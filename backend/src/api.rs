//! Public API surface for the timetable backend.
//!
//! This file consolidates the types shared by the resolution engine, the
//! cache and the HTTP layer. Response types derive Serialize/Deserialize for JSON
//! serialization.

pub use crate::models::calendar::{WeekInfo, WeekParity};

use chrono::{Datelike, NaiveDate};
use serde::{Deserialize, Serialize};
use std::collections::BTreeMap;

/// Identifier of one weekly source document.
#[derive(
    Debug, Copy, Clone, PartialEq, Eq, PartialOrd, Ord, Hash, Serialize, Deserialize,
)]
pub struct WeekId(pub u32);

impl WeekId {
    pub fn new(value: u32) -> Self {
        WeekId(value)
    }

    pub fn value(&self) -> u32 {
        self.0
    }
}

impl std::fmt::Display for WeekId {
    fn fmt(&self, f: &mut std::fmt::Formatter<'_>) -> std::fmt::Result {
        write!(f, "{}", self.0)
    }
}

impl From<WeekId> for u32 {
    fn from(id: WeekId) -> Self {
        id.0
    }
}

/// Which view of the timetable an entity key belongs to.
#[derive(Debug, Copy, Clone, PartialEq, Eq, Hash, Serialize, Deserialize)]
#[serde(rename_all = "lowercase")]
pub enum EntityKind {
    Group,
    Teacher,
}

impl EntityKind {
    pub fn as_str(&self) -> &'static str {
        match self {
            EntityKind::Group => "group",
            EntityKind::Teacher => "teacher",
        }
    }
}

impl std::fmt::Display for EntityKind {
    fn fmt(&self, f: &mut std::fmt::Formatter<'_>) -> std::fmt::Result {
        f.write_str(self.as_str())
    }
}

/// Lesson status after classification.
#[derive(Debug, Copy, Clone, PartialEq, Eq, Hash, Serialize, Deserialize)]
#[serde(rename_all = "lowercase")]
pub enum LessonStatus {
    Ok,
    Replacement,
    Cancellation,
}

/// The single authoritative lesson for one timetable cell.
#[derive(Debug, Clone, PartialEq, Eq, Serialize, Deserialize)]
pub struct ResolvedLesson {
    pub lesson_number: i32,
    pub subject: String,
    pub teacher: String,
    pub subgroup: i32,
    pub is_stream: bool,
    pub status: LessonStatus,
    pub group_list: Vec<String>,
    /// Subject of the regular lesson a replacement or cancellation overrides.
    pub original_subject: Option<String>,
    /// Display label for the teacher view: the winning record's first group,
    /// or the stream label when several groups share the cell.
    #[serde(default, skip_serializing_if = "Option::is_none")]
    pub group: Option<String>,
}

/// Lessons of one entity on one date.
#[derive(Debug, Clone, PartialEq, Eq, Serialize, Deserialize)]
pub struct DaySchedule {
    pub date: NaiveDate,
    pub day_name: String,
    pub lessons: Vec<ResolvedLesson>,
}

impl DaySchedule {
    /// Build a day from resolved lessons, ordering them by lesson number.
    ///
    /// The sort is stable, so lessons sharing a number keep their relative order.
    pub fn new(date: NaiveDate, mut lessons: Vec<ResolvedLesson>) -> Self {
        lessons.sort_by_key(|lesson| lesson.lesson_number);
        Self {
            date,
            day_name: crate::models::calendar::weekday_name(date).to_string(),
            lessons,
        }
    }
}

/// One view (group or teacher) of one week: entity -> date -> day.
#[derive(Debug, Clone, Default, PartialEq, Eq, Serialize, Deserialize)]
pub struct WeekSnapshot {
    entities: BTreeMap<String, BTreeMap<NaiveDate, DaySchedule>>,
}

impl WeekSnapshot {
    pub fn new() -> Self {
        Self::default()
    }

    pub fn insert_day(&mut self, entity: impl Into<String>, day: DaySchedule) {
        self.entities
            .entry(entity.into())
            .or_default()
            .insert(day.date, day);
    }

    pub fn day(&self, entity: &str, date: NaiveDate) -> Option<&DaySchedule> {
        self.entities.get(entity).and_then(|days| days.get(&date))
    }

    /// Dates on which `entity` has at least one lesson, ascending.
    pub fn dates(&self, entity: &str) -> impl Iterator<Item = NaiveDate> + '_ {
        self.entities
            .get(entity)
            .into_iter()
            .flat_map(|days| days.keys().copied())
    }

    pub fn entities(&self) -> impl Iterator<Item = &str> {
        self.entities.keys().map(String::as_str)
    }

    pub fn contains_entity(&self, entity: &str) -> bool {
        self.entities.contains_key(entity)
    }

    pub fn entity_count(&self) -> usize {
        self.entities.len()
    }

    pub fn is_empty(&self) -> bool {
        self.entities.is_empty()
    }
}

/// The group-indexed and teacher-indexed snapshots of one week.
#[derive(Debug, Clone, Default, PartialEq, Eq, Serialize, Deserialize)]
pub struct WeekViews {
    pub groups: WeekSnapshot,
    pub teachers: WeekSnapshot,
}

impl WeekViews {
    pub fn view(&self, kind: EntityKind) -> &WeekSnapshot {
        match kind {
            EntityKind::Group => &self.groups,
            EntityKind::Teacher => &self.teachers,
        }
    }
}

/// Date window for active-day queries.
#[derive(Debug, Copy, Clone, PartialEq, Eq)]
pub enum DaySpan {
    /// Every date of one calendar month.
    Month { year: i32, month: u32 },
    /// Inclusive date range.
    Range { start: NaiveDate, end: NaiveDate },
}

impl DaySpan {
    /// Parse a `YYYY-MM` month selector.
    pub fn parse_month(value: &str) -> Result<Self, String> {
        let invalid = || format!("Invalid month '{}', expected YYYY-MM", value);
        let (year, month) = value.split_once('-').ok_or_else(invalid)?;
        if year.len() != 4 || month.len() != 2 {
            return Err(invalid());
        }
        if !year.bytes().chain(month.bytes()).all(|b| b.is_ascii_digit()) {
            return Err(invalid());
        }
        let year: i32 = year.parse().map_err(|_| invalid())?;
        let month: u32 = month.parse().map_err(|_| invalid())?;
        if !(1..=12).contains(&month) {
            return Err(invalid());
        }
        Ok(DaySpan::Month { year, month })
    }

    pub fn contains(&self, date: NaiveDate) -> bool {
        match *self {
            DaySpan::Month { year, month } => date.year() == year && date.month() == month,
            DaySpan::Range { start, end } => start <= date && date <= end,
        }
    }
}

○ ○ ○ ○ ○ ○ ○

WORK REQUEST
Restate the data above word for word. Leave nothing out.

OUTPUT FOR THIS EXERCISE
filename backend/src/api.rs
//! Public API surface for the timetable backend.
//!
//! This file consolidates the types shared by the resolution engine, the
//! cache and the HTTP layer. Response types derive Serialize/Deserialize for JSON
//! serialization.

pub use crate::models::calendar::{WeekInfo, WeekParity};

use chrono::{Datelike, NaiveDate};
use serde::{Deserialize, Serialize};
use std::collections::BTreeMap;

/// Identifier of one weekly source document.
#[derive(
    Debug, Copy, Clone, PartialEq, Eq, PartialOrd, Ord, Hash, Serialize, Deserialize,
)]
pub struct WeekId(pub u32);

impl WeekId {
    pub fn new(value: u32) -> Self {
        WeekId(value)
    }

    pub fn value(&self) -> u32 {
        self.0
    }
}

impl std::fmt::Display for WeekId {
    fn fmt(&self, f: &mut std::fmt::Formatter<'_>) -> std::fmt::Result {
        write!(f, "{}", self.0)
    }
}

impl From<WeekId> for u32 {
    fn from(id: WeekId) -> Self {
        id.0
    }
}

/// Which view of the timetable an entity key belongs to.
#[derive(Debug, Copy, Clone, PartialEq, Eq, Hash, Serialize, Deserialize)]
#[serde(rename_all = "lowercase")]
pub enum EntityKind {
    Group,
    Teacher,
}

impl EntityKind {
    pub fn as_str(&self) -> &'static str {
        match self {
            EntityKind::Group => "group",
            EntityKind::Teacher => "teacher",
        }
    }
}

impl std::fmt::Display for EntityKind {
    fn fmt(&self, f: &mut std::fmt::Formatter<'_>) -> std::fmt::Result {
        f.write_str(self.as_str())
    }
}

/// Lesson status after classification.
#[derive(Debug, Copy, Clone, PartialEq, Eq, Hash, Serialize, Deserialize)]
#[serde(rename_all = "lowercase")]
pub enum LessonStatus {
    Ok,
    Replacement,
    Cancellation,
}

/// The single authoritative lesson for one timetable cell.
#[derive(Debug, Clone, PartialEq, Eq, Serialize, Deserialize)]
pub struct ResolvedLesson {
    pub lesson_number: i32,
    pub subject: String,
    pub teacher: String,
    pub subgroup: i32,
    pub is_stream: bool,
    pub status: LessonStatus,
    pub group_list: Vec<String>,
    /// Subject of the regular lesson a replacement or cancellation overrides.
    pub original_subject: Option<String>,
    /// Display label for the teacher view: the winning record's first group,
    /// or the stream label when several groups share the cell.
    #[serde(default, skip_serializing_if = "Option::is_none")]
    pub group: Option<String>,
}

/// Lessons of one entity on one date.
#[derive(Debug, Clone, PartialEq, Eq, Serialize, Deserialize)]
pub struct DaySchedule {
    pub date: NaiveDate,
    pub day_name: String,
    pub lessons: Vec<ResolvedLesson>,
}

impl DaySchedule {
    /// Build a day from resolved lessons, ordering them by lesson number.
    ///
    /// The sort is stable, so lessons sharing a number keep their relative order.
    pub fn new(date: NaiveDate, mut lessons: Vec<ResolvedLesson>) -> Self {
        lessons.sort_by_key(|lesson| lesson.lesson_number);
        Self {
            date,
            day_name: crate::models::calendar::weekday_name(date).to_string(),
            lessons,
        }
    }
}

/// One view (group or teacher) of one week: entity -> date -> day.
#[derive(Debug, Clone, Default, PartialEq, Eq, Serialize, Deserialize)]
pub struct WeekSnapshot {
    entities: BTreeMap<String, BTreeMap<NaiveDate, DaySchedule>>,
}

impl WeekSnapshot {
    pub fn new() -> Self {
        Self::default()
    }

    pub fn insert_day(&mut self, entity: impl Into<String>, day: DaySchedule) {
        self.entities
            .entry(entity.into())
            .or_default()
            .insert(day.date, day);
    }

    pub fn day(&self, entity: &str, date: NaiveDate) -> Option<&DaySchedule> {
        self.entities.get(entity).and_then(|days| days.get(&date))
    }

    /// Dates on which `entity` has at least one lesson, ascending.
    pub fn dates(&self, entity: &str) -> impl Iterator<Item = NaiveDate> + '_ {
        self.entities
            .get(entity)
            .into_iter()
            .flat_map(|days| days.keys().copied())
    }

    pub fn entities(&self) -> impl Iterator<Item = &str> {
        self.entities.keys().map(String::as_str)
    }

    pub fn contains_entity(&self, entity: &str) -> bool {
        self.entities.contains_key(entity)
    }

    pub fn entity_count(&self) -> usize {
        self.entities.len()
    }

    pub fn is_empty(&self) -> bool {
        self.entities.is_empty()
    }
}

/// The group-indexed and teacher-indexed snapshots of one week.
#[derive(Debug, Clone, Default, PartialEq, Eq, Serialize, Deserialize)]
pub struct WeekViews {
    pub groups: WeekSnapshot,
    pub teachers: WeekSnapshot,
}

impl WeekViews {
    pub fn view(&self, kind: EntityKind) -> &WeekSnapshot {
        match kind {
            EntityKind::Group => &self.groups,
            EntityKind::Teacher => &self.teachers,
        }
    }
}

/// Date window for active-day queries.
#[derive(Debug, Copy, Clone, PartialEq, Eq)]
pub enum DaySpan {
    /// Every date of one calendar month.
    Month { year: i32, month: u32 },
    /// Inclusive date range.
    Range { start: NaiveDate, end: NaiveDate },
}

impl DaySpan {
    /// Parse a `YYYY-MM` month selector.
    pub fn parse_month(value: &str) -> Result<Self, String> {
        let invalid = || format!("Invalid month '{}', expected YYYY-MM", value);
        let (year, month) = value.split_once('-').ok_or_else(invalid)?;
        if year.len() != 4 || month.len() != 2 {
            return Err(invalid());
        }
        if !year.bytes().chain(month.bytes()).all(|b| b.is_ascii_digit()) {
            return Err(invalid());
        }
        let year: i32 = year.parse().map_err(|_| invalid())?;
        let month: u32 = month.parse().map_err(|_| invalid())?;
        if !(1..=12).contains(&month) {
            return Err(invalid());
        }
        Ok(DaySpan::Month { year, month })
    }

    pub fn contains(&self, date: NaiveDate) -> bool {
        match *self {
            DaySpan::Month { year, month } => date.year() == year && date.month() == month,
            DaySpan::Range { start, end } => start <= date && date <= end,
        }
    }
}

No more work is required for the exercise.